Task statement
As the answer, set down the lines below from the one containing "pub use config::Config;" through the one containing "still accept updates", exactly and inclusively, and no others.

Saved data entries
* * * * * * * * *
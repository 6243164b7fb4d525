pub mod cli;
pub mod config;
pub mod dashboard;
pub mod inflight;
pub mod lifecycle;
pub mod models;
pub mod mood;
pub mod relationship;
pub mod store;
pub mod utils;

pub use config::Config;
pub use models::{Board, Column, Mood, MoodEntry, Punishment, PunishmentStatus, RelationshipEvent, Task};
pub use mood::MoodRepository;
pub use relationship::RelationshipRepository;
pub use store::{SqliteStore, Store};
pub use utils::Profile;
//! Relationship board repository: events in three columns, each with a task
//! checklist and a completion percentage derived from it.

use serde_json::Value;
use thiserror::Error;
use tracing::{debug, error, info, warn};

use crate::models::{Board, Column, RelationshipEvent, Task};
use crate::store::{Collection, OrderBy, Record, Store, StoreError};
use crate::utils;

#[derive(Debug, Error)]
pub enum RelationshipError {
    #[error("Store error: {0}")]
    StoreError(#[from] StoreError),
    #[error("Failed to decode relationship event: {0}")]
    DecodeError(#[from] serde_json::Error),
    #[error("Event title cannot be empty")]
    EmptyTitle,
    #[error("Event '{0}' is not on the board")]
    EventNotFound(String),
    #[error("Task '{task_id}' not found on event '{event_id}'")]
    TaskNotFound { event_id: String, task_id: String },
}

/// `round(100 * completed / total)`, 0 for an empty checklist
pub fn completion_percentage(tasks: &[Task]) -> u8 {
    let done = tasks.iter().filter(|t| t.completed).count();
    utils::rounded_percent(done, tasks.len())
}

fn decode_event(row: Record) -> Result<RelationshipEvent, serde_json::Error> {
    serde_json::from_value(Value::Object(row))
}

/// Fields written by [`RelationshipRepository::update_event`]
fn event_changes(event: &RelationshipEvent) -> Result<Record, serde_json::Error> {
    let mut changes = Record::new();
    changes.insert("title".into(), Value::from(event.title.as_str()));
    // An absent description is left out, so tables without the column still accept updates
    if let Some(description) = event.description.as_deref() {
        changes.insert("description".into(), Value::from(description));
    }
    changes.insert("tasks".into(), serde_json::to_value(&event.tasks)?);
    changes.insert("completionPercentage".into(), Value::from(event.completion_percentage));
    Ok(changes)
}

pub struct RelationshipRepository<'a, S: Store + ?Sized> {
    store: &'a S,
    board: Board,
}

impl<'a, S: Store + ?Sized> RelationshipRepository<'a, S> {
    pub fn new(store: &'a S) -> Self {
        Self {
            store,
            board: Board::default(),
        }
    }

    pub fn load(store: &'a S) -> Result<Self, RelationshipError> {
        let mut repo = Self::new(store);
        repo.refresh()?;
        Ok(repo)
    }

    pub fn board(&self) -> &Board {
        &self.board
    }

    pub fn event(&self, id: &str) -> Option<&RelationshipEvent> {
        self.board.find(id)
    }

    pub fn refresh(&mut self) -> Result<(), RelationshipError> {
        let rows = self
            .store
            .select(Collection::RelationshipEvents, Some(OrderBy::asc("createdAt")))?;
        let events = rows
            .into_iter()
            .filter_map(|row| {
                let id = row.get("id").and_then(Value::as_str).unwrap_or("?").to_string();
                decode_event(row)
                    .map_err(|e| warn!(%id, "skipping unreadable relationship event: {}", e))
                    .ok()
            })
            .collect();
        self.board = Board::from_events(events);
        debug!(events = self.board.len(), "relationship board refreshed");
        Ok(())
    }

    /// Create an event with an empty checklist at the bottom of `column`
    pub fn add_event(&mut self, title: &str, description: Option<&str>, column: Column) -> Result<RelationshipEvent, RelationshipError> {
        if title.trim().is_empty() {
            return Err(RelationshipError::EmptyTitle);
        }

        let mut record = Record::new();
        record.insert("title".into(), Value::from(title));
        if let Some(description) = description.filter(|d| !d.is_empty()) {
            record.insert("description".into(), Value::from(description));
        }
        record.insert("tasks".into(), Value::Array(Vec::new()));
        record.insert("completionPercentage".into(), Value::from(0));
        record.insert("createdAt".into(), Value::from(utils::now_timestamp()));
        record.insert("columnId".into(), Value::from(column.as_str()));

        let row = self.store.insert(Collection::RelationshipEvents, record).map_err(|e| {
            error!("Error adding event: {}", e);
            e
        })?;
        let event = decode_event(row)?;
        info!(id = %event.id, column = column.as_str(), "relationship event created");
        self.board.column_mut(event.column_id).push(event.clone());
        Ok(event)
    }

    /// Persist title, description and checklist; the percentage is recomputed first
    pub fn update_event(&mut self, mut event: RelationshipEvent) -> Result<RelationshipEvent, RelationshipError> {
        event.completion_percentage = completion_percentage(&event.tasks);

        if let Err(e) = self
            .store
            .update(Collection::RelationshipEvents, &event.id, event_changes(&event)?)
        {
            error!("Error updating event: {}", e);
            return Err(e.into());
        }

        self.patch_local(&event);
        Ok(event)
    }

    fn patch_local(&mut self, event: &RelationshipEvent) {
        if let Some((column, index)) = self.board.locate(&event.id) {
            let slot = &mut self.board.column_mut(column)[index];
            // Column membership only changes through move_event
            *slot = RelationshipEvent {
                column_id: slot.column_id,
                ..event.clone()
            };
        }
    }

    /// Delete an event. Returns `false` when the id is on no column.
    pub fn delete_event(&mut self, id: &str) -> Result<bool, RelationshipError> {
        let Some((column, _)) = self.board.locate(id) else {
            return Ok(false);
        };

        if let Err(e) = self.store.delete(Collection::RelationshipEvents, id) {
            error!("Error deleting event: {}", e);
            return Err(e.into());
        }

        self.board.column_mut(column).retain(|e| e.id != id);
        info!(%id, "relationship event deleted");
        Ok(true)
    }

    /// Move an event between (or within) columns and persist its new column.
    ///
    /// Local state changes before the write and is not rolled back if the write fails.
    pub fn move_event(&mut self, id: &str, from: Column, to: Column, index: usize) -> Result<bool, RelationshipError> {
        let Some(position) = self.board.column(from).iter().position(|e| e.id == id) else {
            return Ok(false);
        };
        if from == to && position == index {
            return Ok(false);
        }

        let mut event = self.board.column_mut(from).remove(position);
        event.column_id = to;
        let destination = self.board.column_mut(to);
        let index = index.min(destination.len());
        destination.insert(index, event);

        let mut changes = Record::new();
        changes.insert("columnId".into(), Value::from(to.as_str()));
        if let Err(e) = self.store.update(Collection::RelationshipEvents, id, changes) {
            warn!(%id, "column move not persisted: {}", e);
            return Err(e.into());
        }
        debug!(%id, from = from.as_str(), to = to.as_str(), index, "event moved");
        Ok(true)
    }

    /// Append a task to an event's checklist. Blank descriptions are ignored.
    pub fn add_task(&mut self, event_id: &str, description: &str) -> Result<Option<Task>, RelationshipError> {
        if description.trim().is_empty() {
            return Ok(None);
        }
        let mut event = self
            .event(event_id)
            .cloned()
            .ok_or_else(|| RelationshipError::EventNotFound(event_id.to_string()))?;

        let task = Task::new(description);
        event.tasks.push(task.clone());
        self.update_event(event)?;
        Ok(Some(task))
    }

    /// Flip a task, updating the board before the write goes out.
    ///
    /// If the write fails the board keeps the new state until the next refresh.
    pub fn toggle_task(&mut self, event_id: &str, task_id: &str) -> Result<RelationshipEvent, RelationshipError> {
        let (column, index) = self
            .board
            .locate(event_id)
            .ok_or_else(|| RelationshipError::EventNotFound(event_id.to_string()))?;

        let event = &mut self.board.column_mut(column)[index];
        let task = event
            .tasks
            .iter_mut()
            .find(|t| t.id == task_id)
            .ok_or_else(|| RelationshipError::TaskNotFound {
                event_id: event_id.to_string(),
                task_id: task_id.to_string(),
            })?;
        task.completed = !task.completed;
        event.completion_percentage = completion_percentage(&event.tasks);
        let event = event.clone();

        if let Err(e) = self
            .store
            .update(Collection::RelationshipEvents, &event.id, event_changes(&event)?)
        {
            warn!(id = %event.id, "task toggle not persisted: {}", e);
            return Err(e.into());
        }
        Ok(event)
    }
}

#[cfg(test)]
mod tests {
    use super::*;

    fn tasks(done: &[bool]) -> Vec<Task> {
        done.iter()
            .map(|&completed| Task { completed, ..Task::new("t") })
            .collect()
    }

    #[test]
    fn percentage_of_empty_checklist_is_zero() {
        assert_eq!(completion_percentage(&[]), 0);
    }

    #[test]
    fn percentage_rounds_to_nearest() {
        assert_eq!(completion_percentage(&tasks(&[true, false, false])), 33);
        assert_eq!(completion_percentage(&tasks(&[true, true, false])), 67);
        assert_eq!(completion_percentage(&tasks(&[true, true])), 100);
    }
}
* * * * * * * * *
Completed task
pub use config::Config;
pub use models::{Board, Column, Mood, MoodEntry, Punishment, PunishmentStatus, RelationshipEvent, Task};
pub use mood::MoodRepository;
pub use relationship::RelationshipRepository;
pub use store::{SqliteStore, Store};
pub use utils::Profile;
//! Relationship board repository: events in three columns, each with a task
//! checklist and a completion percentage derived from it.

use serde_json::Value;
use thiserror::Error;
use tracing::{debug, error, info, warn};

use crate::models::{Board, Column, RelationshipEvent, Task};
use crate::store::{Collection, OrderBy, Record, Store, StoreError};
use crate::utils;

#[derive(Debug, Error)]
pub enum RelationshipError {
    #[error("Store error: {0}")]
    StoreError(#[from] StoreError),
    #[error("Failed to decode relationship event: {0}")]
    DecodeError(#[from] serde_json::Error),
    #[error("Event title cannot be empty")]
    EmptyTitle,
    #[error("Event '{0}' is not on the board")]
    EventNotFound(String),
    #[error("Task '{task_id}' not found on event '{event_id}'")]
    TaskNotFound { event_id: String, task_id: String },
}

/// `round(100 * completed / total)`, 0 for an empty checklist
pub fn completion_percentage(tasks: &[Task]) -> u8 {
    let done = tasks.iter().filter(|t| t.completed).count();
    utils::rounded_percent(done, tasks.len())
}

fn decode_event(row: Record) -> Result<RelationshipEvent, serde_json::Error> {
    serde_json::from_value(Value::Object(row))
}

/// Fields written by [`RelationshipRepository::update_event`]
fn event_changes(event: &RelationshipEvent) -> Result<Record, serde_json::Error> {
    let mut changes = Record::new();
    changes.insert("title".into(), Value::from(event.title.as_str()));
    // An absent description is left out, so tables without the column still accept updates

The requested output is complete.